Por ello, trabajar el equilibrio adquiere una importancia esencial durante esta etapa de la vida para conservar seguridad física cotidiana y estabilidad personal duradera. El equipo clínico de ATAM explica que fortalecer grupos musculares relacionados con la espalda, la zona abdominal y las piernas mejora la coordinación neuromuscular y facilita movimientos más precisos.
La combinación de ejercicios de fuerza y equilibrio ayuda a mantener una postura estable, reaccionar mejor ante cambios repentinos y reducir las posibilidades de sufrir caídas cuando se tiene más de 60 años.
«De esta manera, se logra mayor confianza durante actividades habituales como caminar, subir escalones, girarse rápidamente o desplazarse por espacios exteriores e interiores cada día con seguridad adicional constante diaria», destacan desde el equipo clínico de ATAM.
¿Por qué es importante realizar ejercicios de fuerza?
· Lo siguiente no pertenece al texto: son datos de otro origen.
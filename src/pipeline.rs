use std::path::PathBuf;

use rayon::prelude::*;

use crate::foundation::config::{OutputLayout, RunConfig};
use crate::foundation::error::{IsovoxError, IsovoxResult};
use crate::mesh::obj::{write_occluded_obj, write_structure_obj, write_volume_obj};
use crate::mesh::occluded::build_occluded_mesh;
use crate::mesh::structure_mesh::{StructureMeshSettings, build_structure_mesh};
use crate::mesh::texture::{PaletteTexture, TEXTURE_FILE, write_materials};
use crate::mesh::volume::VolumeMesh;
use crate::projection::framing::{RenderParams, frame_scene, frame_structures, scene_polygon};
use crate::render::blender::BlenderInvocation;
use crate::render::records::{write_render_params, write_structure_infos};
use crate::repair::postprocess::{RepairSettings, repair_all};
use crate::scene::flatten::flatten_scene;
use crate::scene::graph::SceneGraph;
use crate::scene::structure::{Structure, place_structures};
use crate::voxels::visibility::{VisibleVoxel, all_frame_visibility};
use crate::voxels::world_map::WorldVisibilityMap;

#[derive(Clone, Debug, PartialEq)]
/// Summary of a finished run.
pub struct RunReport {
    /// Structures found in the scene.
    pub structures: usize,
    /// Whole-scene framing handed to the renderer.
    pub scene: RenderParams,
    /// Structures that got an occluded-face mesh.
    pub occluded_meshes: usize,
    /// Final per-structure images; empty for scene test runs.
    pub images: Vec<PathBuf>,
}

#[derive(Clone, Debug)]
/// Everything produced before the external renderer runs.
pub struct Generated {
    /// Placed and framed structures.
    pub structures: Vec<Structure>,
    /// Whole-scene framing.
    pub scene: RenderParams,
    /// Structures that got an occluded-face mesh.
    pub occluded_meshes: usize,
}

/// Convert `cfg.vox_path` end to end: meshes, renderer run, then image repair.
#[tracing::instrument(skip(cfg), fields(vox = %cfg.vox_path.display()))]
pub fn run(cfg: &RunConfig) -> IsovoxResult<RunReport> {
    cfg.validate()?;
    let started = std::time::Instant::now();
    let pool = build_thread_pool(cfg.threads)?;
    let layout = cfg.layout();
    layout.create_all()?;

    let graph = crate::vox::load_scene(&cfg.vox_path)?;
    let generated = pool.install(|| generate(&graph, cfg, &layout))?;

    BlenderInvocation::new(
        &cfg.renderer,
        &layout,
        cfg.scene_test_run,
        cfg.full_samples,
        generated.scene,
    )
    .run()?;

    let images = if cfg.scene_test_run {
        Vec::new()
    } else {
        let settings = RepairSettings::new(&cfg.constants, cfg.full_resolution);
        pool.install(|| repair_all(&generated.structures, &layout, &settings))?
    };

    tracing::info!(
        elapsed_ms = started.elapsed().as_millis() as u64,
        structures = generated.structures.len(),
        "vox successfully processed"
    );
    Ok(RunReport {
        structures: generated.structures.len(),
        scene: generated.scene,
        occluded_meshes: generated.occluded_meshes,
        images,
    })
}

/// Every stage before the renderer: flatten, place and frame the scene, write the records,
/// then build and write the meshes.
///
/// Runs on the current rayon pool.
pub fn generate(
    graph: &SceneGraph,
    cfg: &RunConfig,
    layout: &OutputLayout,
) -> IsovoxResult<Generated> {
    let constants = &cfg.constants;
    let mut structures = flatten_scene(graph, constants)?;
    place_structures(&mut structures, cfg.min_tile_x, cfg.min_tile_z, constants)?;

    let supersampling = cfg.supersampling();
    let scene = frame_scene(&scene_polygon(&structures), supersampling, constants)?;
    frame_structures(&mut structures, supersampling, constants);

    write_structure_infos(&layout.bin, &structures)?;
    if !cfg.scene_test_run {
        write_render_params(&layout.obj, &structures)?;
    }

    let occluded_meshes = build_meshes(graph, &structures, cfg, layout)?;
    Ok(Generated {
        structures,
        scene,
        occluded_meshes,
    })
}

/// Visibility, the world map, the palette texture and every structure's OBJ files.
///
/// Volume and occluded-face meshes are skipped for scene test runs. Returns how many
/// occluded-face meshes were written.
#[tracing::instrument(skip_all, fields(structures = structures.len()))]
pub fn build_meshes(
    graph: &SceneGraph,
    structures: &[Structure],
    cfg: &RunConfig,
    layout: &OutputLayout,
) -> IsovoxResult<usize> {
    let started = std::time::Instant::now();
    let frame_voxels = all_frame_visibility(&graph.frames);
    let world = WorldVisibilityMap::populate(structures, &frame_voxels)?;

    let texture = PaletteTexture::from_scene(graph)?;
    texture.write_png(&layout.obj.join(TEXTURE_FILE))?;
    write_materials(&layout.obj, !cfg.scene_test_run)?;

    let settings = StructureMeshSettings {
        divisor: cfg.constants.world_unit_divisor,
        cull_ground_faces: cfg.cull_ground_faces,
    };
    let results = structures
        .par_iter()
        .map(|s| write_structure_meshes(s, &frame_voxels, &world, &texture, settings, cfg, layout))
        .collect::<Vec<_>>();
    let mut occluded = 0;
    for r in results {
        if r? {
            occluded += 1;
        }
    }

    tracing::info!(
        elapsed_ms = started.elapsed().as_millis() as u64,
        occluded,
        "meshes written"
    );
    Ok(occluded)
}

fn write_structure_meshes(
    structure: &Structure,
    frame_voxels: &[Vec<VisibleVoxel>],
    world: &WorldVisibilityMap,
    texture: &PaletteTexture,
    settings: StructureMeshSettings,
    cfg: &RunConfig,
    layout: &OutputLayout,
) -> IsovoxResult<bool> {
    let name = &structure.name;
    let mesh = build_structure_mesh(structure, frame_voxels, world, texture, settings)?;
    write_structure_obj(&layout.obj, name, &mesh, texture)?;
    if cfg.scene_test_run {
        return Ok(false);
    }

    let volume = VolumeMesh::for_box(
        &structure.shape.source_box,
        structure.volume_type,
        settings.divisor,
    );
    write_volume_obj(&layout.obj, name, &volume)?;

    let occluded = build_occluded_mesh(structure, frame_voxels, world, settings.divisor)?;
    write_occluded_obj(&layout.obj, name, &occluded)
}

/// Expects `threads` already checked by [`RunConfig::validate`].
fn build_thread_pool(threads: Option<usize>) -> IsovoxResult<rayon::ThreadPool> {
    let mut builder = rayon::ThreadPoolBuilder::new();
    if let Some(n) = threads {
        builder = builder.num_threads(n);
    }
    builder
        .build()
        .map_err(|e| IsovoxError::validation(format!("failed to build rayon thread pool: {e}")))
}

#[cfg(test)]
#[path = "../tests/unit/pipeline.rs"]
mod tests;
La Universidad de Copenhague destaca que incluso las personas que empiezan a entrenar a los 65 o 70 años, aunque no hayan hecho ejercicios de fuerza antes, pueden observar mejoras importantes. Aunque el entrenamiento no elimina completamente el envejecimiento natural, sí puede ralentizar algunos de sus efectos y contribuir a mantener una vida más activa durante más tiempo.
Además, los profesionales aclaran que comenzar a practicar ejercicios de fuerza no quiere decir siempre tener que levantar grandes cantidades de peso desde el primer día. Lo recomendable es avanzar de forma progresiva, adaptando los ejercicios a la condición física de cada persona y manteniendo una práctica constante. Lo ideal es buscar a un experto entrenador que pueda guiar para empezar y seguir con este entrenamiento.
Más allá de ganar fuerza, el verdadero objetivo consiste en conservar la capacidad para vivir con autonomía, seguridad y bienestar durante más años cuando empieza la vejez. En todo caso, hay muchos tipos de ejercicios de fuerza, elegir y empezar con el adecuado ayudará a seguir.